What to work on: Here is a block of entries. Write out its lines exactly, from the first through the one containing "pub trait HandleGraph".
**** Data extracts
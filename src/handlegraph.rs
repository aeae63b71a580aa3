use crate::{
    error::{GraphError, Result},
    handle::{Direction, Edge, Handle, NodeId},
};

/// The return value of every iteration callback; `Stop` ends the
/// iteration early.
#[derive(Debug, Clone, Copy, PartialEq, Eq)]
pub enum Visit {
    Continue,
    Stop,
}

impl Visit {
    #[inline]
    pub fn is_stop(self) -> bool {
        self == Visit::Stop
    }
}

/// Adapt a callback that never stops an iteration.
#[inline]
pub fn visit_all<T, F>(mut f: F) -> impl FnMut(T) -> Visit
where
    F: FnMut(T),
{
    move |x| {
        f(x);
        Visit::Continue
    }
}

/// Like [`visit_all`], for the callbacks of potentially parallel
/// iteration.
#[inline]
pub fn visit_all_sync<T, F>(f: F) -> impl Fn(T) -> Visit + Sync + Send
where
    F: Fn(T) + Sync + Send,
{
    move |x| {
        f(x);
        Visit::Continue
    }
}

/// Trait encapsulating the immutable aspects of a handlegraph
///
/// Handles that were not produced by the graph being queried are a
/// caller bug, and the query methods may panic on them.
pub trait HandleGraph {
    /// Whether `id` names a visible node. Hidden nodes are not
    /// included.
    fn has_node(&self, node_id: NodeId) -> bool;

    fn get_handle(&self, node_id: NodeId, is_reverse: bool) -> Result<Handle>;

    fn get_id(&self, handle: Handle) -> NodeId;

    #[inline]
    fn get_is_reverse(&self, handle: Handle) -> bool {
        handle.is_reverse()
    }

    #[inline]
    fn flip(&self, handle: Handle) -> Handle {
        handle.flip()
    }

    #[inline]
    fn forward(&self, handle: Handle) -> Handle {
        handle.forward()
    }

    /// The length of the sequence of a given node
    fn get_length(&self, handle: Handle) -> usize;

    /// Returns the sequence of a node in the handle's local forward
    /// orientation, i.e. the reverse complement of the stored
    /// sequence for reverse handles.
    fn get_sequence(&self, handle: Handle) -> Vec<u8>;

    fn get_subsequence(
        &self,
        handle: Handle,
        index: usize,
        size: usize,
    ) -> Vec<u8> {
        let seq = self.get_sequence(handle);
        let end = (index + size).min(seq.len());
        seq[index.min(end)..end].into()
    }

    fn get_base(&self, handle: Handle, index: usize) -> u8 {
        self.get_sequence(handle)[index]
    }

    /// Visit the handles on the given side of `handle`, returning
    /// `false` if the callback stopped the iteration.
    fn follow_edges<F>(&self, handle: Handle, dir: Direction, f: F) -> bool
    where
        F: FnMut(Handle) -> Visit;

    /// Visit the forward handle of every visible node. With `parallel`
    /// set, the callback may run on several threads at once and in no
    /// particular order, and `Stop` is advisory.
    fn for_each_handle<F>(&self, parallel: bool, f: F) -> bool
    where
        F: Fn(Handle) -> Visit + Sync + Send;

    /// Visit every edge exactly once, in its canonical form.
    fn for_each_edge<F>(&self, f: F) -> bool
    where
        F: FnMut(Edge) -> Visit;

    /// Return the number of visible nodes in the graph
    fn node_size(&self) -> usize;

    /// Return the total number of edges in the graph
    fn edge_count(&self) -> usize;

    /// Sum up the lengths of all the visible nodes' sequences
    fn total_length(&self) -> usize;

    fn min_node_id(&self) -> NodeId;

    fn max_node_id(&self) -> NodeId;

    fn get_degree(&self, handle: Handle, dir: Direction) -> usize {
        let mut count = 0;
        self.follow_edges(handle, dir, |_| {
            count += 1;
            Visit::Continue
        });
        count
    }

    fn has_edge(&self, left: Handle, right: Handle) -> bool;

    #[inline]
    fn edge_handle(&self, left: Handle, right: Handle) -> Edge {
        Edge::edge_handle(left, right)
    }

    /// Given an edge and one of the handles it leaves from, return the
    /// handle the edge leads to.
    fn traverse_edge_handle(&self, edge: &Edge, left: Handle) -> Result<Handle> {
        let Edge(l, r) = *edge;
        if left == l {
            Ok(r)
        } else if left == r.flip() {
            Ok(l.flip())
        } else {
            Err(GraphError::NotOnEdge(left))
        }
    }
}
********
Written reply:
filename src/handlegraph.rs
repository aeae63b71a580aa3
use crate::{
    error::{GraphError, Result},
    handle::{Direction, Edge, Handle, NodeId},
};

/// The return value of every iteration callback; `Stop` ends the
/// iteration early.
#[derive(Debug, Clone, Copy, PartialEq, Eq)]
pub enum Visit {
    Continue,
    Stop,
}

impl Visit {
    #[inline]
    pub fn is_stop(self) -> bool {
        self == Visit::Stop
    }
}

/// Adapt a callback that never stops an iteration.
#[inline]
pub fn visit_all<T, F>(mut f: F) -> impl FnMut(T) -> Visit
where
    F: FnMut(T),
{
    move |x| {
        f(x);
        Visit::Continue
    }
}

/// Like [`visit_all`], for the callbacks of potentially parallel
/// iteration.
#[inline]
pub fn visit_all_sync<T, F>(f: F) -> impl Fn(T) -> Visit + Sync + Send
where
    F: Fn(T) + Sync + Send,
{
    move |x| {
        f(x);
        Visit::Continue
    }
}

/// Trait encapsulating the immutable aspects of a handlegraph
///
/// Handles that were not produced by the graph being queried are a
/// caller bug, and the query methods may panic on them.
pub trait HandleGraph {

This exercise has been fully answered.